Where do you connect with Omar Johnson, whom you play on the TV dramedy Johnsons, and where do you find his behavior problematic? Omar is an excellent example of a black man who loves his family. He has faced some challenges and has been in situations where he hasn’t felt seen or heard, resulting in him making some poor decisions.

As a black man, I know what that looks like as far as not always feeling validated when you feel something or have something to say. We all lose our way at times, and Omar has found himself in that space a few times on the show. Because I can relate, I can take an empathetic approach, allowing me to play the character with honesty and integrity.

Speaking of acting, what roles do you hope to tackle? The end goal is to be respected for my work and my performance. I would love to move away from some of the stereotypical roles and play characters who would require me to be a completely different person.
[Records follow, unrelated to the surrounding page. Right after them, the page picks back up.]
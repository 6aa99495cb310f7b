//! API settings consumed by the gateway

use super::kind::ApiKind;
use crate::core::string::non_blank;

/// Settings object owned by the caller.
///
/// The gateway reads `api` and writes back exactly one field,
/// [`ApiSettings::resolved_kind`], after a completion call.
#[derive(Debug, Clone, Default, PartialEq)]
pub struct Settings {
    pub api: ApiSettings,
}

#[derive(Debug, Clone, Default, PartialEq)]
pub struct ApiSettings {
    /// User-supplied base or endpoint URL (may be blank or partial)
    pub url: String,
    /// API key / bearer token
    pub key: String,
    /// Model id; blank means the provider's built-in default
    pub model: String,
    /// Provider kind detected on the last completion call
    pub resolved_kind: Option<ApiKind>,
}

impl ApiSettings {
    pub fn new(url: impl Into<String>, key: impl Into<String>, model: impl Into<String>) -> Self {
        Self {
            url: url.into(),
            key: key.into(),
            model: model.into(),
            resolved_kind: None,
        }
    }

    /// The API key with surrounding whitespace removed, if any is left.
    pub fn trimmed_key(&self) -> Option<&str> {
        non_blank(&self.key)
    }
}

impl Settings {
    pub fn with_api(api: ApiSettings) -> Self {
        Self { api }
    }
}

#[cfg(test)]
mod tests {
    use super::*;

    #[test]
    fn test_trimmed_key() {
        let api = ApiSettings::new("", "  sk-test \n", "");
        assert_eq!(api.trimmed_key(), Some("sk-test"));
        assert_eq!(ApiSettings::new("", "   ", "").trimmed_key(), None);
    }
}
As a former athlete, I have experienced being typecasted for different projects and understand that aspect. But I know there is more I can do besides being the athletic-looking guy on screen.

As you watch athletes today, what do you wish they took from your story arc? This is an excellent question because just last year, I executive produced a series on Amazon Prime called ‘Life After.’ It features l2 retired NFL players and what their lives are like post-football. They all have done some pretty impressive things and started new careers after football. I wish for the up-and-coming athletes to have dreams and aspirations outside professional sports. I’d want them to know that sports, particularly football, don’t have to ultimately define their person, but it’s just a piece of their story.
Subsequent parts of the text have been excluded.